Tierras públicas en tiempos de COVID

Se supone que debería estar escribiendo sobre conservación, pero mientras el cursor de mi computadora parpadea, pienso en mis hijas en la otra habitación viendo una película juntas a las 2 p. m. un martes, cuando deberían estar en la escuela. Pienso en la lista cada vez más larga de tareas laborales que sigue creciendo mientras me tambaleo entre atender llamadas de trabajo, ayudar a nuestra hija menor con su tarea de matemáticas y recordarle no tan gentilmente a nuestra adolescente que el mediodía no es una hora aceptable para estar en la cama. Todo el tiempo aterrorizada de que alguna de nosotras vaya a contraer los gérmenes de COVID-19 de esos tomates sin lavar, y temiendo en silencio que mi esposo o yo perdamos nuestros trabajos.

Antes del coronavirus, siempre sentía que estaba fracasando en mi trabajo a tiempo completo y en la crianza de nuestras tres hijas, siempre dedicando a cada una un esfuerzo a medias a pesar de mis mejores intenciones. De alguna manera, nuestra “nueva normalidad” ha llevado el fracaso a un nuevo nivel.

Esta pandemia de coronavirus tiene muchos tentáculos que no tienen precedentes. Cosas que no nos hacen sentir bien. Cosas que nos quitan el sueño.

Así que, en lugar de escribir sobre conservación, como debería hacerlo ahora, escribo para preguntarles cómo están. ¿Cómo están? ¿Están durmiendo? ¿Están comiendo? Si necesitan ayuda, ¿la tienen? Está bien sentirse asustado o enojado. Está bien si simplemente están sobreviviendo día a día, hora a hora, minuto a minuto. Yo también lo estoy.

Lo que estamos asumiendo ahora –juntos pero separados– no es sostenible. A los que tenemos la suerte de seguir trabajando a tiempo completo se nos exige que seamos profesores a tiempo completo. Muchos hemos perdido nuestro trabajo. Muchos estamos enfermos. Y les digo –de amigo a amigo, de vecino a vecino, de mamá a mamá– que fracasaremos. No pasa nada. No estamos solos.

¿Mencioné que se supone que debo escribir sobre conservación? Ese es mi trabajo. Pero recientemente, me pareció insensible hablar sobre tierras públicas, aguas y cambio climático. Nuestra nación se está tambaleando ante un adversario que ni siquiera podemos ver. Tenemos miedo y nuestro mundo está cambiando: rápidamente.

He estado lidiando con el miedo, el fracaso y la frustración haciendo lo que siempre he hecho: salir. He estado tomándome las cosas con calma, corriendo por los senderos locales, llevando a nuestras niñas a esquiar a campo traviesa por la tarde (y con bastante frecuencia) y a dar paseos soleados en bicicleta.
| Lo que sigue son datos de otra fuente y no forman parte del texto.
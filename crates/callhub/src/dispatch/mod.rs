//! CallDispatcher (§4.6): turns a validated start-call request into a
//! provider call and a call-log row, with a compensating refund if the
//! provider never accepts the call.

use std::sync::Arc;
use std::time::Duration;

use chrono::Utc;
use rust_decimal::Decimal;
use serde_json::{json, Value as Json};

use callhub_core::ids::{AgentRef, BatchEntryId, CallLogId, SubjectId, TenantId};
use callhub_core::phone::Phone;
use callhub_core::AppError;
use callhub_store::model::{CallDirection, CallLog, CallStatus};
use callhub_store::repositories::agents::AgentsRepo;
use callhub_store::repositories::call_logs::{CallLogsRepo, NewCallLog};
use callhub_store::repositories::numbers::NumbersRepo;
use callhub_store::PgPool;

use crate::credit::CreditLedger;
use crate::provider::{PlaceCallRequest, ProviderRouter};

const PROVIDER_CALL_TIMEOUT: Duration = Duration::from_secs(30);

pub struct DispatchRequest {
    pub tenant: TenantId,
    pub initiated_by: SubjectId,
    pub agent_id: i64,
    pub to: Phone,
    pub lead_ref: Option<String>,
    pub cost: Decimal,
    pub idempotency_key: String,
    pub batch_entry_id: Option<BatchEntryId>,
    pub metadata: Json,
}

pub struct CallDispatcher {
    pool: PgPool,
    credit: Arc<CreditLedger>,
    providers: Arc<ProviderRouter>,
}

impl CallDispatcher {
    pub fn new(pool: PgPool, credit: Arc<CreditLedger>, providers: Arc<ProviderRouter>) -> Self {
        CallDispatcher { pool, credit, providers }
    }

    /// §4.6 algorithm: resolve agent/voice/provider, debit credits, insert
    /// the call-log row, commit, then place the call over the network.
    /// A provider failure after the commit triggers a refund rather than a
    /// rolled-back insert, so the call-log row always reflects what was
    /// actually attempted (P1: the ledger and the call-log never disagree
    /// about whether a call was billed).
    pub async fn dispatch_call(
        &self,
        schema: &str,
        req: DispatchRequest,
    ) -> Result<CallLog, AppError> {
        let agent = AgentsRepo::find(&self.pool, schema, req.tenant, req.agent_id)
            .await?
            .ok_or_else(|| AppError::not_found("voice agent"))?;

        let from_number = NumbersRepo::find_by_e164(
            &self.pool,
            schema,
            req.tenant,
            &req.to.country_code,
            &req.to.base_number,
        )
        .await?
        .map(|n| format!("+{}{}", n.country_code, n.base_number));

        self.credit
            .debit(
                schema,
                req.tenant,
                req.cost,
                "call",
                None,
                "outbound call dispatch",
                &req.idempotency_key,
            )
            .await?;

        let call_log_id = CallLogId::new();
        let mut tx = self.pool.begin().await.map_err(AppError::internal)?;
        let call_log = CallLogsRepo::insert_queued(
            &mut tx,
            schema,
            NewCallLog {
                id: call_log_id,
                tenant_id: req.tenant,
                initiated_by_subject: req.initiated_by,
                lead_ref: req.lead_ref,
                agent_id: req.agent_id,
                voice_id: agent.voice_id,
                from_number,
                to_country_code: req.to.country_code.clone(),
                to_base_number: req.to.base_number.clone(),
                direction: CallDirection::Outbound,
                currency: "USD".to_string(),
                metadata: req.metadata.clone(),
                batch_entry_id: req.batch_entry_id,
            },
        )
        .await?;
        tx.commit().await.map_err(AppError::internal)?;

        let agent_ref = AgentRef::Numeric(req.agent_id);
        let provider = self.providers.route(&agent_ref)?;

        let place_result = tokio::time::timeout(
            PROVIDER_CALL_TIMEOUT,
            provider.place_call(PlaceCallRequest {
                idempotency_key: call_log_id.to_string(),
                agent: agent_ref,
                from_e164: call_log.from_number.clone(),
                to_e164: req.to.e164(),
                metadata: req.metadata,
            }),
        )
        .await;

        match place_result {
            Ok(Ok(response)) => {
                let mut tx = self.pool.begin().await.map_err(AppError::internal)?;
                let updated = CallLogsRepo::transition_status(
                    &mut tx,
                    schema,
                    req.tenant,
                    call_log_id,
                    CallStatus::Queued,
                    CallStatus::Ringing,
                    Some(response.provider_call_id.as_str()),
                    None,
                    None,
                    None,
                    None,
                    None,
                )
                .await?
                .unwrap_or(call_log);
                tx.commit().await.map_err(AppError::internal)?;
                Ok(updated)
            }
            Ok(Err(err)) => self.fail_and_refund(schema, &req_for_refund(&req, call_log_id), err).await,
            Err(_) => {
                self.fail_and_refund(
                    schema,
                    &req_for_refund(&req, call_log_id),
                    AppError::ProviderFailed {
                        message: "provider did not respond within 30s".to_string(),
                        upstream_detail: None,
                    },
                )
                .await
            }
        }
    }

    /// Transitions the call-log to `failed` and refunds the debited cost.
    /// Returns `cause` regardless of whether the terminal transition landed,
    /// since the caller only needs to know dispatch did not succeed.
    async fn fail_and_refund(
        &self,
        schema: &str,
        ctx: &RefundContext,
        cause: AppError,
    ) -> Result<CallLog, AppError> {
        let mut tx = self.pool.begin().await.map_err(AppError::internal)?;
        let _ = CallLogsRepo::transition_status(
            &mut tx,
            schema,
            ctx.tenant,
            ctx.call_log_id,
            CallStatus::Queued,
            CallStatus::Failed,
            None,
            Some(Utc::now()),
            None,
            None,
            None,
            Some(json!({ "kind": cause.kind(), "message": cause.to_string() })),
        )
        .await?;
        tx.commit().await.map_err(AppError::internal)?;

        self.credit
            .refund(
                schema,
                ctx.tenant,
                ctx.cost,
                "call",
                Some(ctx.call_log_id.inner()),
                "dispatch failure compensation",
                &format!("refund:{}", ctx.idempotency_key),
            )
            .await?;

        Err(cause)
    }
}

struct RefundContext {
    tenant: TenantId,
    call_log_id: CallLogId,
    cost: Decimal,
    idempotency_key: String,
}

fn req_for_refund(req: &DispatchRequest, call_log_id: CallLogId) -> RefundContext {
    RefundContext {
        tenant: req.tenant,
        call_log_id,
        cost: req.cost,
        idempotency_key: req.idempotency_key.clone(),
    }
}
use chrono::{DateTime, Utc};
use serde_json::Value as Json;
use sqlx::PgPool;

use callhub_core::error::AppError;
use callhub_core::ids::{PlanId, SubjectId, TenantId};

use crate::model::{Feature, SubjectOverride, TenantOverride};
use crate::schema::{qualify, validate_schema_identifier};

pub struct FeaturesRepo;

impl FeaturesRepo {
    pub async fn find_by_key(
        pool: &PgPool,
        schema: &str,
        key: &str,
    ) -> Result<Option<Feature>, AppError> {
        validate_schema_identifier(schema)?;
        let sql = format!(
            "SELECT id, key, kind, default_config FROM {} WHERE key = $1",
            qualify(schema, "features")
        );
        sqlx::query_as(&sql)
            .bind(key)
            .fetch_optional(pool)
            .await
            .map_err(AppError::internal)
    }

    pub async fn list_all(pool: &PgPool, schema: &str) -> Result<Vec<Feature>, AppError> {
        validate_schema_identifier(schema)?;
        let sql = format!(
            "SELECT id, key, kind, default_config FROM {}",
            qualify(schema, "features")
        );
        sqlx::query_as(&sql).fetch_all(pool).await.map_err(AppError::internal)
    }

    pub async fn plan_feature_config(
        pool: &PgPool,
        schema: &str,
        plan_id: PlanId,
        feature_key: &str,
    ) -> Result<Option<Json>, AppError> {
        validate_schema_identifier(schema)?;
        let sql = format!(
            "SELECT config FROM {} WHERE plan_id = $1 AND feature_key = $2",
            qualify(schema, "plan_features")
        );
        let row: Option<(Json,)> = sqlx::query_as(&sql)
            .bind(plan_id)
            .bind(feature_key)
            .fetch_optional(pool)
            .await
            .map_err(AppError::internal)?;
        Ok(row.map(|(c,)| c))
    }

    pub async fn list_plan_features(
        pool: &PgPool,
        schema: &str,
        plan_id: PlanId,
    ) -> Result<Vec<(String, Json)>, AppError> {
        validate_schema_identifier(schema)?;
        let sql = format!(
            "SELECT feature_key, config FROM {} WHERE plan_id = $1",
            qualify(schema, "plan_features")
        );
        sqlx::query_as(&sql)
            .bind(plan_id)
            .fetch_all(pool)
            .await
            .map_err(AppError::internal)
    }

    pub async fn tenant_override(
        pool: &PgPool,
        schema: &str,
        tenant_id: TenantId,
        feature_key: &str,
    ) -> Result<Option<TenantOverride>, AppError> {
        validate_schema_identifier(schema)?;
        let sql = format!(
            "SELECT tenant_id, feature_key, config, enabled_at, expires_at FROM {} \
             WHERE tenant_id = $1 AND feature_key = $2",
            qualify(schema, "tenant_overrides")
        );
        sqlx::query_as(&sql)
            .bind(tenant_id)
            .bind(feature_key)
            .fetch_optional(pool)
            .await
            .map_err(AppError::internal)
    }

    pub async fn list_tenant_overrides(
        pool: &PgPool,
        schema: &str,
        tenant_id: TenantId,
    ) -> Result<Vec<TenantOverride>, AppError> {
        validate_schema_identifier(schema)?;
        let sql = format!(
            "SELECT tenant_id, feature_key, config, enabled_at, expires_at FROM {} \
             WHERE tenant_id = $1",
            qualify(schema, "tenant_overrides")
        );
        sqlx::query_as(&sql)
            .bind(tenant_id)
            .fetch_all(pool)
            .await
            .map_err(AppError::internal)
    }

    pub async fn set_tenant_override(
        pool: &PgPool,
        schema: &str,
        tenant_id: TenantId,
        feature_key: &str,
        config: Json,
        expires_at: Option<DateTime<Utc>>,
    ) -> Result<(), AppError> {
        validate_schema_identifier(schema)?;
        let sql = format!(
            "INSERT INTO {} (tenant_id, feature_key, config, enabled_at, expires_at) \
             VALUES ($1, $2, $3, now(), $4) \
             ON CONFLICT (tenant_id, feature_key) \
             DO UPDATE SET config = EXCLUDED.config, enabled_at = now(), expires_at = EXCLUDED.expires_at",
            qualify(schema, "tenant_overrides")
        );
        sqlx::query(&sql)
            .bind(tenant_id)
            .bind(feature_key)
            .bind(config)
            .bind(expires_at)
            .execute(pool)
            .await
            .map_err(AppError::internal)?;
        Ok(())
    }

    pub async fn clear_tenant_override(
        pool: &PgPool,
        schema: &str,
        tenant_id: TenantId,
        feature_key: &str,
    ) -> Result<(), AppError> {
        validate_schema_identifier(schema)?;
        let sql = format!(
            "DELETE FROM {} WHERE tenant_id = $1 AND feature_key = $2",
            qualify(schema, "tenant_overrides")
        );
        sqlx::query(&sql)
            .bind(tenant_id)
            .bind(feature_key)
            .execute(pool)
            .await
            .map_err(AppError::internal)?;
        Ok(())
    }

    pub async fn subject_override(
        pool: &PgPool,
        schema: &str,
        subject_id: SubjectId,
        feature_key: &str,
    ) -> Result<Option<SubjectOverride>, AppError> {
        validate_schema_identifier(schema)?;
        let sql = format!(
            "SELECT subject_id, feature_key, config FROM {} WHERE subject_id = $1 AND feature_key = $2",
            qualify(schema, "subject_overrides")
        );
        sqlx::query_as(&sql)
            .bind(subject_id)
            .bind(feature_key)
            .fetch_optional(pool)
            .await
            .map_err(AppError::internal)
    }
}
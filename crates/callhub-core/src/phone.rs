//! E.164 phone number parsing/validation (`^\+[1-9]\d{1,14}$`).
//!
//! Stored split as `(country_code, base_number)` per §3/§6; `Phone` is the
//! validated, parsed form every dispatch path downstream of the HTTP edge
//! works with, so P8 ("no call-log is ever created with a to-number failing
//! the E.164 regex") holds structurally rather than by convention.

use serde::{Deserialize, Serialize};
use std::fmt;

use crate::error::AppError;

/// A validated E.164 number, split into the country calling code and the
/// remaining subscriber digits.
#[derive(Clone, Debug, PartialEq, Eq, Serialize, Deserialize)]
pub struct Phone {
    pub country_code: String,
    pub base_number: String,
}

impl Phone {
    /// Parse and validate a raw `+`-prefixed E.164 string.
    pub fn parse(raw: &str) -> Result<Self, AppError> {
        if !is_e164(raw) {
            return Err(AppError::validation(format!(
                "`{raw}` is not a valid E.164 phone number"
            )));
        }
        // Country calling codes are 1-3 digits; without a full numbering-plan
        // table we take the conventional split used across the catalog: 1
        // digit for NANP ('1'), otherwise up to 3, leaving at least 4 digits
        // for the subscriber number (E.164 allows up to 15 digits total).
        let digits = &raw[1..];
        let cc_len = country_code_len(digits);
        let (cc, base) = digits.split_at(cc_len);
        Ok(Phone {
            country_code: cc.to_string(),
            base_number: base.to_string(),
        })
    }

    pub fn e164(&self) -> String {
        format!("+{}{}", self.country_code, self.base_number)
    }
}

impl fmt::Display for Phone {
    fn fmt(&self, f: &mut fmt::Formatter<'_>) -> fmt::Result {
        write!(f, "{}", self.e164())
    }
}

pub fn is_e164(raw: &str) -> bool {
    let bytes = raw.as_bytes();
    if bytes.is_empty() || bytes[0] != b'+' {
        return false;
    }
    let digits = &raw[1..];
    if digits.is_empty() || digits.len() > 15 {
        return false;
    }
    let mut chars = digits.chars();
    match chars.next() {
        Some(c) if c.is_ascii_digit() && c != '0' => {}
        _ => return false,
    }
    chars.all(|c| c.is_ascii_digit())
}

fn country_code_len(digits: &str) -> usize {
    if digits.starts_with('1') {
        1
    } else if digits.len() > 12 {
        digits.len() - 12
    } else {
        digits.len().min(3).max(1)
    }
}

#[cfg(test)]
mod tests {
    use super::*;

    #[test]
    fn accepts_valid_numbers() {
        assert!(is_e164("+14155552671"));
        assert!(is_e164("+971501234567"));
    }

    #[test]
    fn rejects_missing_plus_and_leading_zero() {
        assert!(!is_e164("14155552671"));
        assert!(!is_e164("+0123456"));
        assert!(!is_e164("12345"));
        assert!(!is_e164("+1a23"));
    }

    #[test]
    fn splits_nanp_country_code() {
        let p = Phone::parse("+14155552671").unwrap();
        assert_eq!(p.country_code, "1");
        assert_eq!(p.base_number, "4155552671");
        assert_eq!(p.e164(), "+14155552671");
    }
}
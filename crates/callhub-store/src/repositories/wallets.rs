use rust_decimal::Decimal;
use sqlx::{Postgres, Transaction};

use callhub_core::error::AppError;
use callhub_core::ids::{TenantId, WalletId};

use crate::model::Wallet;
use crate::schema::{qualify, validate_schema_identifier};

pub struct WalletsRepo;

impl WalletsRepo {
    pub async fn find_by_tenant(
        tx: &mut Transaction<'_, Postgres>,
        schema: &str,
        tenant_id: TenantId,
    ) -> Result<Option<Wallet>, AppError> {
        validate_schema_identifier(schema)?;
        let sql = format!(
            "SELECT id, tenant_id, current_balance, updated_at FROM {} \
             WHERE tenant_id = $1",
            qualify(schema, "wallets")
        );
        sqlx::query_as::<_, Wallet>(&sql)
            .bind(tenant_id)
            .fetch_optional(&mut **tx)
            .await
            .map_err(AppError::internal)
    }

    /// Atomically debits `amount`, failing the row match (zero rows) when
    /// the balance would go negative. Returns `(wallet_id, balance_before,
    /// balance_after)` on success; `None` means insufficient funds.
    pub async fn try_debit(
        tx: &mut Transaction<'_, Postgres>,
        schema: &str,
        tenant_id: TenantId,
        amount: Decimal,
    ) -> Result<Option<(WalletId, Decimal, Decimal)>, AppError> {
        validate_schema_identifier(schema)?;
        let sql = format!(
            "UPDATE {} SET current_balance = current_balance - $2, updated_at = now() \
             WHERE tenant_id = $1 AND current_balance >= $2 \
             RETURNING id, current_balance + $2 AS balance_before, current_balance AS balance_after",
            qualify(schema, "wallets")
        );
        let row: Option<(WalletId, Decimal, Decimal)> = sqlx::query_as(&sql)
            .bind(tenant_id)
            .bind(amount)
            .fetch_optional(&mut **tx)
            .await
            .map_err(AppError::internal)?;
        Ok(row)
    }

    /// Atomically credits `amount` (used by `refund`/`adjust`). Returns
    /// `None` if no wallet row exists for the tenant.
    pub async fn try_credit(
        tx: &mut Transaction<'_, Postgres>,
        schema: &str,
        tenant_id: TenantId,
        amount: Decimal,
    ) -> Result<Option<(WalletId, Decimal, Decimal)>, AppError> {
        validate_schema_identifier(schema)?;
        let sql = format!(
            "UPDATE {} SET current_balance = current_balance + $2, updated_at = now() \
             WHERE tenant_id = $1 \
             RETURNING id, current_balance - $2 AS balance_before, current_balance AS balance_after",
            qualify(schema, "wallets")
        );
        let row: Option<(WalletId, Decimal, Decimal)> = sqlx::query_as(&sql)
            .bind(tenant_id)
            .bind(amount)
            .fetch_optional(&mut **tx)
            .await
            .map_err(AppError::internal)?;
        Ok(row)
    }
}
//! CLI entry point for the daily aggregation job.
//!
//! Fetches the day's self-report export, merges it into the published CSV
//! datasets and writes the last-update marker. Any failure ends the process
//! with a non-zero status so the scheduler marks the step as failed.

use anyhow::{Context, Result};
use chrono::{Local, NaiveDate};
use clap::{Parser, Subcommand};
use daily_aggregator::{
    config::Config,
    fetch::{
        BasicClient, auth::UrlParam, fetch_daily_changes, fetch_geocoding, parse_daily_changes,
        read_source,
    },
    geocoding::Geocoder,
    reports::{finish_geocoding, run_reports},
    store,
    types::{DailyChange, daystamp},
};
use std::ffi::OsStr;
use std::path::{Path, PathBuf};
use std::process::ExitCode;
use tracing::{error, info};
use tracing_subscriber::{
    EnvFilter, Layer,
    fmt::{self, format::FmtSpan},
    layer::SubscriberExt,
    util::SubscriberInitExt,
};

#[derive(Parser)]
#[command(name = "daily_aggregator")]
#[command(about = "Merges the daily self-report export into CSV datasets", long_about = None)]
struct Cli {
    #[command(subcommand)]
    command: Commands,
}

#[derive(Subcommand)]
enum Commands {
    /// Fetch today's export and rebuild all datasets
    Run {
        /// Day to aggregate (defaults to today, local time)
        #[arg(short, long, value_name = "YYYY-MM-DD")]
        date: Option<NaiveDate>,

        /// Directory holding the datasets (overrides DATA_DIR)
        #[arg(short = 'D', long)]
        data_dir: Option<PathBuf>,

        /// Read change records from this file or URL instead of the export
        #[arg(short, long, value_name = "FILE_OR_URL")]
        changes: Option<String>,

        /// Write postal codes without coordinates back to the side file
        #[arg(long, default_value_t = false)]
        persist_unknown: bool,
    },
    /// Download the export for one day and save it as JSON
    Fetch {
        /// Day to download (defaults to today, local time)
        #[arg(short, long, value_name = "YYYY-MM-DD")]
        date: Option<NaiveDate>,

        /// File to write the records to
        #[arg(short, long, default_value = "daily_changes.json")]
        output: PathBuf,
    },
}

#[tokio::main]
async fn main() -> ExitCode {
    dotenvy::dotenv().ok();

    // Logging setup: colored stderr + JSON rolling log file
    let log_file_path =
        std::env::var("LOG_FILE_PATH").unwrap_or_else(|_| "logs/daily_aggregator.log".to_string());
    let log_dir = Path::new(&log_file_path)
        .parent()
        .unwrap_or(Path::new("logs"));
    let log_file_name = Path::new(&log_file_path)
        .file_name()
        .unwrap_or(OsStr::new("daily_aggregator.log"));

    let file_appender = tracing_appender::rolling::daily(log_dir, log_file_name);
    let (non_blocking_file, _file_guard) = tracing_appender::non_blocking(file_appender);

    let stderr_layer = fmt::layer()
        .with_target(true)
        .with_span_events(FmtSpan::CLOSE)
        .with_ansi(true)
        .with_writer(std::io::stderr)
        .with_filter(env_filter("RUST_LOG", "info"));

    let json_layer = fmt::layer()
        .json()
        .with_current_span(true)
        .with_span_list(true)
        .with_writer(non_blocking_file)
        .with_filter(env_filter("RUST_LOG_JSON", "debug"));

    tracing_subscriber::registry()
        .with(stderr_layer)
        .with(json_layer)
        .init();

    let cli = Cli::parse();

    match run(cli).await {
        Ok(()) => ExitCode::SUCCESS,
        Err(e) => {
            let message = format!("{e:#}");
            error!(error = %message, "Daily aggregation failed");
            if std::env::var("GITHUB_ACTIONS").as_deref() == Ok("true") {
                println!("::error::{message}");
            }
            ExitCode::FAILURE
        }
    }
}

fn env_filter(var: &str, default: &str) -> EnvFilter {
    EnvFilter::try_from_env(var).unwrap_or_else(|_| EnvFilter::new(default))
}

async fn run(cli: Cli) -> Result<()> {
    let config = Config::from_env()?;

    match cli.command {
        Commands::Run {
            date,
            data_dir,
            changes,
            persist_unknown,
        } => {
            let config = match data_dir {
                Some(dir) => config.with_data_dir(dir),
                None => config,
            };
            let today = date.unwrap_or_else(|| Local::now().date_naive());
            aggregate_day(&config, today, changes.as_deref(), persist_unknown).await?;
        }
        Commands::Fetch { date, output } => {
            let today = date.unwrap_or_else(|| Local::now().date_naive());
            let changes = load_changes(&config, today, None).await?;
            let json = serde_json::to_vec_pretty(&changes)?;
            store::write_atomic(&output, &json)?;
            info!(path = %output.display(), records = changes.len(), "Daily export saved");
        }
    }

    Ok(())
}

/// Runs the whole job for one day.
#[tracing::instrument(skip_all, fields(today = %today, persist_unknown))]
async fn aggregate_day(
    config: &Config,
    today: NaiveDate,
    source: Option<&str>,
    persist_unknown: bool,
) -> Result<()> {
    info!(daystamp = %daystamp(today), "Starting daily aggregation");

    let changes = load_changes(config, today, source).await?;

    let mut geocoder = match &config.geocoding_url {
        Some(url) => {
            let table = fetch_geocoding(&BasicClient::new(), url, config.geocoding_format).await?;
            let unknown = store::load_locators(&config.unknown_geocoding_path())?;
            Some(Geocoder::new(table, unknown))
        }
        None => None,
    };

    let summary = run_reports(config, &changes, geocoder.as_mut(), today)?;

    if let Some(geocoder) = &geocoder {
        finish_geocoding(config, geocoder, persist_unknown)?;
    }

    info!(
        merged_rows = summary.merged_rows,
        carried = summary.carried,
        daily_rows = summary.daily_rows,
        rolling_rows = summary.rolling_rows,
        unknown_locators = summary.unknown_locators,
        "Done"
    );
    Ok(())
}

/// Change records for `today`, from `source` when given, else from the export.
async fn load_changes(
    config: &Config,
    today: NaiveDate,
    source: Option<&str>,
) -> Result<Vec<DailyChange>> {
    match source {
        Some(source) => {
            let bytes = read_source(&BasicClient::new(), source).await?;
            parse_daily_changes(&bytes)
                .with_context(|| format!("Invalid change records in '{source}'"))
        }
        None => {
            let client = UrlParam::token(BasicClient::new(), config.export_token.clone());
            fetch_daily_changes(&client, &config.export_url, &daystamp(today)).await
        }
    }
}
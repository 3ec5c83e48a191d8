use crate::fetch::client::HttpClient;
use async_trait::async_trait;

/// An [`HttpClient`] wrapper that appends a secret as a URL query parameter.
///
/// The daily export authenticates with `?token=<token>`, see [`UrlParam::token`].
/// Errors are stripped of their URL so the key never reaches logs.
pub struct UrlParam<C> {
    pub inner: C,
    pub param_name: String,
    pub key: String,
}

impl<C> UrlParam<C> {
    pub fn token(inner: C, key: String) -> Self {
        Self {
            inner,
            param_name: "token".to_string(),
            key,
        }
    }
}

#[async_trait]
impl<C: HttpClient> HttpClient for UrlParam<C> {
    async fn execute(&self, mut req: reqwest::Request) -> reqwest::Result<reqwest::Response> {
        req.url_mut()
            .query_pairs_mut()
            .append_pair(&self.param_name, &self.key);
        self.inner
            .execute(req)
            .await
            .map_err(reqwest::Error::without_url)
    }
}

#[cfg(test)]
mod tests {
    use super::*;
    use std::sync::Mutex;

    /// Records the URL of the last request and fails it, so no network is touched.
    #[derive(Default)]
    struct Recorder(Mutex<Option<String>>);

    #[async_trait]
    impl HttpClient for Recorder {
        async fn execute(&self, req: reqwest::Request) -> reqwest::Result<reqwest::Response> {
            *self.0.lock().unwrap() = Some(req.url().to_string());
            reqwest::Client::new().get("not a url").send().await
        }
    }

    #[tokio::test]
    async fn test_token_is_appended() {
        let client = UrlParam::token(Recorder::default(), "s3cret".to_string());
        let req = reqwest::Request::new(
            reqwest::Method::GET,
            "https://example.org/export?date=2020-03-20".parse().unwrap(),
        );

        let _ = client.execute(req).await;

        assert_eq!(
            client.inner.0.lock().unwrap().as_deref(),
            Some("https://example.org/export?date=2020-03-20&token=s3cret")
        );
    }

    #[tokio::test]
    async fn test_error_does_not_expose_key() {
        use crate::fetch::BasicClient;

        let client = UrlParam::token(BasicClient::new(), "SUPERSECRET".to_string());
        let req = reqwest::Request::new(
            reqwest::Method::GET,
            "ftp://example.org/export?date=2020-03-20".parse().unwrap(),
        );

        let err = client.execute(req).await.unwrap_err();

        assert!(err.url().is_none());
        assert!(!err.to_string().contains("SUPERSECRET"));
        assert!(!format!("{err:?}").contains("SUPERSECRET"));
    }
}
use super::client::HttpClient;
use async_trait::async_trait;

/// Plain `reqwest` client with no timeouts and no credentials.
#[derive(Default)]
pub struct BasicClient(reqwest::Client);

impl BasicClient {
    pub fn new() -> Self {
        Self(reqwest::Client::new())
    }
}

#[async_trait]
impl HttpClient for BasicClient {
    async fn execute(&self, req: reqwest::Request) -> reqwest::Result<reqwest::Response> {
        self.0.execute(req).await
    }
}
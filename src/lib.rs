pub mod aggregate;
pub mod config;
pub mod error;
pub mod fetch;
pub mod geocoding;
pub mod reports;
pub mod store;
pub mod types;
//! The three published datasets and the last-update marker.
//!
//! Reports are built one after another so that only one dataset is held in
//! memory at a time:
//!
//! 1. [`all_time`], the merged dataset with one row per day and locator
//! 2. [`daily`], today's snapshot rebuilt from the feed alone
//! 3. [`rolling`], per-locator totals rolled over from yesterday's file
//! 4. [`marker`], the last-update timestamp

pub mod all_time;
pub mod daily;
pub mod marker;
pub mod rolling;

use anyhow::Result;
use chrono::{NaiveDate, Utc};
use tracing::{info, warn};

use crate::aggregate::{CombineStrategy, Seeder};
use crate::config::Config;
use crate::geocoding::Geocoder;
use crate::store;
use crate::types::{DailyChange, Variant};

/// Row counts produced by one run.
#[derive(Debug, Clone, Copy, PartialEq, Eq)]
pub struct RunSummary {
    pub merged_rows: usize,
    pub carried: usize,
    pub daily_rows: usize,
    pub rolling_rows: usize,
    pub unknown_locators: usize,
}

fn seeder(geocoder: Option<&mut Geocoder>) -> Seeder<'_> {
    match geocoder {
        Some(geocoder) => Seeder::Geocoded(geocoder),
        None => Seeder::Plain,
    }
}

/// The all-time dataset keeps per-day counts in the plain layout and running
/// totals in the geocoded one.
fn combine_for(variant: Variant) -> CombineStrategy {
    match variant {
        Variant::Plain => CombineStrategy::Replace,
        Variant::Geocoded => CombineStrategy::Accumulate,
    }
}

/// Builds every report for `today` from `changes` and writes the marker.
///
/// Passing a geocoder selects the geocoded layout for all three datasets.
pub fn run_reports(
    config: &Config,
    changes: &[DailyChange],
    mut geocoder: Option<&mut Geocoder>,
    today: NaiveDate,
) -> Result<RunSummary> {
    info!("Building new merged changes file");
    let all_time = all_time::build(config, changes, geocoder.as_deref_mut(), today)?;

    info!("Building daily changes file");
    let daily_rows = daily::build(config, changes, geocoder.as_deref_mut(), today)?;

    info!("Building merged daily changes file");
    let rolling_rows = rolling::build(config, changes, geocoder.as_deref_mut(), today)?;

    marker::write(config, Utc::now())?;

    Ok(RunSummary {
        merged_rows: all_time.rows,
        carried: all_time.carried,
        daily_rows,
        rolling_rows,
        unknown_locators: geocoder.map_or(0, |g| g.unknown().len()),
    })
}

/// Writes the unknown-locator set back to its side file when `persist` is
/// set; otherwise only reports how many locators are waiting for coordinates.
pub fn finish_geocoding(config: &Config, geocoder: &Geocoder, persist: bool) -> Result<()> {
    let path = config.unknown_geocoding_path();
    let unknown = geocoder.unknown().len();

    if persist {
        store::save_locators(&path, geocoder.unknown())?;
        info!(path = %path.display(), unknown, "Unknown postal codes written");
    } else if unknown > 0 {
        warn!(
            path = %path.display(),
            unknown,
            "Postal codes without coordinates were not persisted (use --persist-unknown)"
        );
    }

    Ok(())
}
Cada vez que vamos a los parques y senderos que compartimos, veo a extraños saludando con la mano y siento calma y comunidad.

Los habitantes de Montana tienen la suerte de que, durante esta emergencia sin precedentes, todavía tenemos acceso seguro y responsable al aire libre. La historia es diferente en Chicago o la ciudad de Nueva York, donde la gente está confinada en sus casas, aceras y, si tienen suerte, en un parque local. El estado de Washington ha cerrado la temporada de pesca, porque los sitios de acceso para pescar pueden estar muy concurridos.

Esta pandemia nos recuerda que todos tienen derecho a disfrutar del aire libre y que debemos proteger ese derecho y planificarlo. En eso se basaban programas como el Fondo de Conservación de Tierras y Aguas cuando se aprobó en 1965, y es aún más cierto hoy en día.

Una vez que el Congreso pueda volver a trabajar, tengo la esperanza de que la Ley de Grandes Áreas al Aire Libre de Estados Unidos pueda llegar rápidamente al escritorio del presidente, para que la LWCF –y las tierras y aguas públicas del país– puedan recibir la financiación completa y dedicada que se le prometió a Estados Unidos hace más de 50 años.

Las tierras públicas nos conectan y nos brindan un espacio seguro mientras debemos permanecer separados. En momentos como estos, nuestros senderos y espacios abiertos brindan consuelo y comunidad que no puedo encontrar en ningún otro lugar. Sospecho que muchos habitantes de Montana sienten lo mismo.